What you have to do |
Tally the lines below containing the word "base" and give that total alone.

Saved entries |
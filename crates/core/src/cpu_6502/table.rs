//! Opcode decode tables for the 6502 core.
//!
//! Two parallel 256-entry lookup tables indexed by the opcode byte: the
//! `(operation, addressing mode)` pair and the base cycle count. Unofficial
//! opcodes decode to [`INVALID`] and are rejected by the CPU at fetch time.

use serde::{Deserialize, Serialize};

/// The 56 documented 6502 operations, plus the `Invalid` sentinel.
#[derive(Debug, Clone, Copy, PartialEq, Eq, Hash, Serialize, Deserialize)]
pub enum Operation {
    Invalid,
    Adc,
    And,
    Asl,
    Bcc,
    Bcs,
    Beq,
    Bit,
    Bmi,
    Bne,
    Bpl,
    Brk,
    Bvc,
    Bvs,
    Clc,
    Cld,
    Cli,
    Clv,
    Cmp,
    Cpx,
    Cpy,
    Dec,
    Dex,
    Dey,
    Eor,
    Inc,
    Inx,
    Iny,
    Jmp,
    Jsr,
    Lda,
    Ldx,
    Ldy,
    Lsr,
    Nop,
    Ora,
    Pha,
    Php,
    Pla,
    Plp,
    Rol,
    Ror,
    Rti,
    Rts,
    Sbc,
    Sec,
    Sed,
    Sei,
    Sta,
    Stx,
    Sty,
    Tax,
    Tay,
    Tsx,
    Txa,
    Txs,
    Tya,
}

impl Operation {
    /// Operations that always take the slow indexed path on hardware, so they
    /// never pay the page-crossing penalty: stores and read-modify-write.
    pub fn always_writes(self) -> bool {
        matches!(
            self,
            Operation::Sta
                | Operation::Stx
                | Operation::Sty
                | Operation::Asl
                | Operation::Lsr
                | Operation::Rol
                | Operation::Ror
                | Operation::Inc
                | Operation::Dec
        )
    }

    /// Conditional branch operations.
    pub fn is_branch(self) -> bool {
        matches!(
            self,
            Operation::Bcc
                | Operation::Bcs
                | Operation::Beq
                | Operation::Bne
                | Operation::Bmi
                | Operation::Bpl
                | Operation::Bvc
                | Operation::Bvs
        )
    }

    /// Upper-case assembler mnemonic, `"???"` for the sentinel.
    pub fn mnemonic(self) -> &'static str {
        use Operation::*;
        match self {
            Invalid => "???",
            Adc => "ADC",
            And => "AND",
            Asl => "ASL",
            Bcc => "BCC",
            Bcs => "BCS",
            Beq => "BEQ",
            Bit => "BIT",
            Bmi => "BMI",
            Bne => "BNE",
            Bpl => "BPL",
            Brk => "BRK",
            Bvc => "BVC",
            Bvs => "BVS",
            Clc => "CLC",
            Cld => "CLD",
            Cli => "CLI",
            Clv => "CLV",
            Cmp => "CMP",
            Cpx => "CPX",
            Cpy => "CPY",
            Dec => "DEC",
            Dex => "DEX",
            Dey => "DEY",
            Eor => "EOR",
            Inc => "INC",
            Inx => "INX",
            Iny => "INY",
            Jmp => "JMP",
            Jsr => "JSR",
            Lda => "LDA",
            Ldx => "LDX",
            Ldy => "LDY",
            Lsr => "LSR",
            Nop => "NOP",
            Ora => "ORA",
            Pha => "PHA",
            Php => "PHP",
            Pla => "PLA",
            Plp => "PLP",
            Rol => "ROL",
            Ror => "ROR",
            Rti => "RTI",
            Rts => "RTS",
            Sbc => "SBC",
            Sec => "SEC",
            Sed => "SED",
            Sei => "SEI",
            Sta => "STA",
            Stx => "STX",
            Sty => "STY",
            Tax => "TAX",
            Tay => "TAY",
            Tsx => "TSX",
            Txa => "TXA",
            Txs => "TXS",
            Tya => "TYA",
        }
    }
}

/// The 13 6502 addressing modes, plus the `Invalid` sentinel.
#[derive(Debug, Clone, Copy, PartialEq, Eq, Hash, Serialize, Deserialize)]
pub enum AddressingMode {
    Invalid,
    /// `ASL A`
    Accumulator,
    /// `LDA $1234`
    Absolute,
    /// `LDA $1234,X`
    AbsoluteX,
    /// `LDA $1234,Y`
    AbsoluteY,
    /// `LDA #$12`
    Immediate,
    /// `CLC`
    Implied,
    /// `JMP ($1234)`
    Indirect,
    /// `LDA ($12,X)`
    IndirectX,
    /// `LDA ($12),Y`
    IndirectY,
    /// `BNE label`
    Relative,
    /// `LDA $12`
    ZeroPage,
    /// `LDA $12,X`
    ZeroPageX,
    /// `LDX $12,Y`
    ZeroPageY,
}

/// A decoded opcode: what to do and where the operand lives.
#[derive(Debug, Clone, Copy, PartialEq, Eq, Hash, Serialize, Deserialize)]
pub struct Instruction {
    pub op: Operation,
    pub mode: AddressingMode,
}

impl Instruction {
    const fn new(op: Operation, mode: AddressingMode) -> Self {
        Self { op, mode }
    }

    /// True for table slots with no documented instruction.
    pub fn is_invalid(&self) -> bool {
        self.op == Operation::Invalid
    }
}

/// Table entry for unofficial opcodes.
pub const INVALID: Instruction = Instruction::new(Operation::Invalid, AddressingMode::Invalid);

/// Look up an opcode in both tables at once.
#[inline]
pub fn lookup(opcode: u8) -> (Instruction, u8) {
    (INSTRUCTIONS[opcode as usize], CYCLES[opcode as usize])
}

const __: Instruction = INVALID;

macro_rules! ins {
    ($op:ident, $mode:ident) => {
        Instruction::new(Operation::$op, AddressingMode::$mode)
    };
}

/// Opcode -> (operation, addressing mode).
#[rustfmt::skip]
pub static INSTRUCTIONS: [Instruction; 256] = [
    // 0x00
    ins!(Brk, Implied), ins!(Ora, IndirectX), __, __,
    __, ins!(Ora, ZeroPage), ins!(Asl, ZeroPage), __,
    ins!(Php, Implied), ins!(Ora, Immediate), ins!(Asl, Accumulator), __,
    __, ins!(Ora, Absolute), ins!(Asl, Absolute), __,
    // 0x10
    ins!(Bpl, Relative), ins!(Ora, IndirectY), __, __,
    __, ins!(Ora, ZeroPageX), ins!(Asl, ZeroPageX), __,
    ins!(Clc, Implied), ins!(Ora, AbsoluteY), __, __,
    __, ins!(Ora, AbsoluteX), ins!(Asl, AbsoluteX), __,
    // 0x20
    ins!(Jsr, Absolute), ins!(And, IndirectX), __, __,
    ins!(Bit, ZeroPage), ins!(And, ZeroPage), ins!(Rol, ZeroPage), __,
    ins!(Plp, Implied), ins!(And, Immediate), ins!(Rol, Accumulator), __,
    ins!(Bit, Absolute), ins!(And, Absolute), ins!(Rol, Absolute), __,
    // 0x30
    ins!(Bmi, Relative), ins!(And, IndirectY), __, __,
    __, ins!(And, ZeroPageX), ins!(Rol, ZeroPageX), __,
    ins!(Sec, Implied), ins!(And, AbsoluteY), __, __,
    __, ins!(And, AbsoluteX), ins!(Rol, AbsoluteX), __,
    // 0x40
    ins!(Rti, Implied), ins!(Eor, IndirectX), __, __,
    __, ins!(Eor, ZeroPage), ins!(Lsr, ZeroPage), __,
    ins!(Pha, Implied), ins!(Eor, Immediate), ins!(Lsr, Accumulator), __,
    ins!(Jmp, Absolute), ins!(Eor, Absolute), ins!(Lsr, Absolute), __,
    // 0x50
    ins!(Bvc, Relative), ins!(Eor, IndirectY), __, __,
    __, ins!(Eor, ZeroPageX), ins!(Lsr, ZeroPageX), __,
    ins!(Cli, Implied), ins!(Eor, AbsoluteY), __, __,
    __, ins!(Eor, AbsoluteX), ins!(Lsr, AbsoluteX), __,
    // 0x60
    ins!(Rts, Implied), ins!(Adc, IndirectX), __, __,
    __, ins!(Adc, ZeroPage), ins!(Ror, ZeroPage), __,
    ins!(Pla, Implied), ins!(Adc, Immediate), ins!(Ror, Accumulator), __,
    ins!(Jmp, Indirect), ins!(Adc, Absolute), ins!(Ror, Absolute), __,
    // 0x70
    ins!(Bvs, Relative), ins!(Adc, IndirectY), __, __,
    __, ins!(Adc, ZeroPageX), ins!(Ror, ZeroPageX), __,
    ins!(Sei, Implied), ins!(Adc, AbsoluteY), __, __,
    __, ins!(Adc, AbsoluteX), ins!(Ror, AbsoluteX), __,
    // 0x80
    __, ins!(Sta, IndirectX), __, __,
    ins!(Sty, ZeroPage), ins!(Sta, ZeroPage), ins!(Stx, ZeroPage), __,
    ins!(Dey, Implied), __, ins!(Txa, Implied), __,
    ins!(Sty, Absolute), ins!(Sta, Absolute), ins!(Stx, Absolute), __,
    // 0x90
    ins!(Bcc, Relative), ins!(Sta, IndirectY), __, __,
    ins!(Sty, ZeroPageX), ins!(Sta, ZeroPageX), ins!(Stx, ZeroPageY), __,
    ins!(Tya, Implied), ins!(Sta, AbsoluteY), ins!(Txs, Implied), __,
    __, ins!(Sta, AbsoluteX), __, __,
    // 0xA0
    ins!(Ldy, Immediate), ins!(Lda, IndirectX), ins!(Ldx, Immediate), __,
    ins!(Ldy, ZeroPage), ins!(Lda, ZeroPage), ins!(Ldx, ZeroPage), __,
    ins!(Tay, Implied), ins!(Lda, Immediate), ins!(Tax, Implied), __,
    ins!(Ldy, Absolute), ins!(Lda, Absolute), ins!(Ldx, Absolute), __,
    // 0xB0
    ins!(Bcs, Relative), ins!(Lda, IndirectY), __, __,
    ins!(Ldy, ZeroPageX), ins!(Lda, ZeroPageX), ins!(Ldx, ZeroPageY), __,
    ins!(Clv, Implied), ins!(Lda, AbsoluteY), ins!(Tsx, Implied), __,
    ins!(Ldy, AbsoluteX), ins!(Lda, AbsoluteX), ins!(Ldx, AbsoluteY), __,
    // 0xC0
    ins!(Cpy, Immediate), ins!(Cmp, IndirectX), __, __,
    ins!(Cpy, ZeroPage), ins!(Cmp, ZeroPage), ins!(Dec, ZeroPage), __,
    ins!(Iny, Implied), ins!(Cmp, Immediate), ins!(Dex, Implied), __,
    ins!(Cpy, Absolute), ins!(Cmp, Absolute), ins!(Dec, Absolute), __,
    // 0xD0
    ins!(Bne, Relative), ins!(Cmp, IndirectY), __, __,
    __, ins!(Cmp, ZeroPageX), ins!(Dec, ZeroPageX), __,
    ins!(Cld, Implied), ins!(Cmp, AbsoluteY), __, __,
    __, ins!(Cmp, AbsoluteX), ins!(Dec, AbsoluteX), __,
    // 0xE0
    ins!(Cpx, Immediate), ins!(Sbc, IndirectX), __, __,
    ins!(Cpx, ZeroPage), ins!(Sbc, ZeroPage), ins!(Inc, ZeroPage), __,
    ins!(Inx, Implied), ins!(Sbc, Immediate), ins!(Nop, Implied), __,
    ins!(Cpx, Absolute), ins!(Sbc, Absolute), ins!(Inc, Absolute), __,
    // 0xF0
    ins!(Beq, Relative), ins!(Sbc, IndirectY), __, __,
    __, ins!(Sbc, ZeroPageX), ins!(Inc, ZeroPageX), __,
    ins!(Sed, Implied), ins!(Sbc, AbsoluteY), __, __,
    __, ins!(Sbc, AbsoluteX), ins!(Inc, AbsoluteX), __,
];

/// Opcode -> base cycle count, before page-crossing and branch penalties.
#[rustfmt::skip]
pub static CYCLES: [u8; 256] = [
    //  0  1  2  3  4  5  6  7  8  9  A  B  C  D  E  F
        7, 6, 0, 8, 3, 3, 5, 5, 3, 2, 2, 2, 4, 4, 6, 6, // 0
        2, 5, 0, 8, 4, 4, 6, 6, 2, 4, 2, 7, 4, 4, 7, 7, // 1
        6, 6, 0, 8, 3, 3, 5, 5, 4, 2, 2, 2, 4, 4, 6, 6, // 2
        2, 5, 0, 8, 4, 4, 6, 6, 2, 4, 2, 7, 4, 4, 7, 7, // 3
        6, 6, 0, 8, 3, 3, 5, 5, 3, 2, 2, 2, 3, 4, 6, 6, // 4
        2, 5, 0, 8, 4, 4, 6, 6, 2, 4, 2, 7, 4, 4, 7, 7, // 5
        6, 6, 0, 8, 3, 3, 5, 5, 4, 2, 2, 2, 5, 4, 6, 6, // 6
        2, 5, 0, 8, 4, 4, 6, 6, 2, 4, 2, 7, 4, 4, 7, 7, // 7
        2, 6, 2, 6, 3, 3, 3, 3, 2, 2, 2, 2, 4, 4, 4, 4, // 8
        2, 6, 0, 6, 4, 4, 4, 4, 2, 5, 2, 5, 5, 5, 5, 5, // 9
        2, 6, 2, 6, 3, 3, 3, 3, 2, 2, 2, 2, 4, 4, 4, 4, // A
        2, 5, 0, 5, 4, 4, 4, 4, 2, 4, 2, 4, 4, 4, 4, 4, // B
        2, 6, 2, 8, 3, 3, 5, 5, 2, 2, 2, 2, 4, 4, 6, 6, // C
        2, 5, 0, 8, 4, 4, 6, 6, 2, 4, 2, 7, 4, 4, 7, 7, // D
        2, 6, 2, 8, 3, 3, 5, 5, 2, 2, 2, 2, 4, 4, 6, 6, // E
        2, 5, 0, 8, 4, 4, 6, 6, 2, 4, 2, 7, 4, 4, 7, 7, // F
];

Response |
2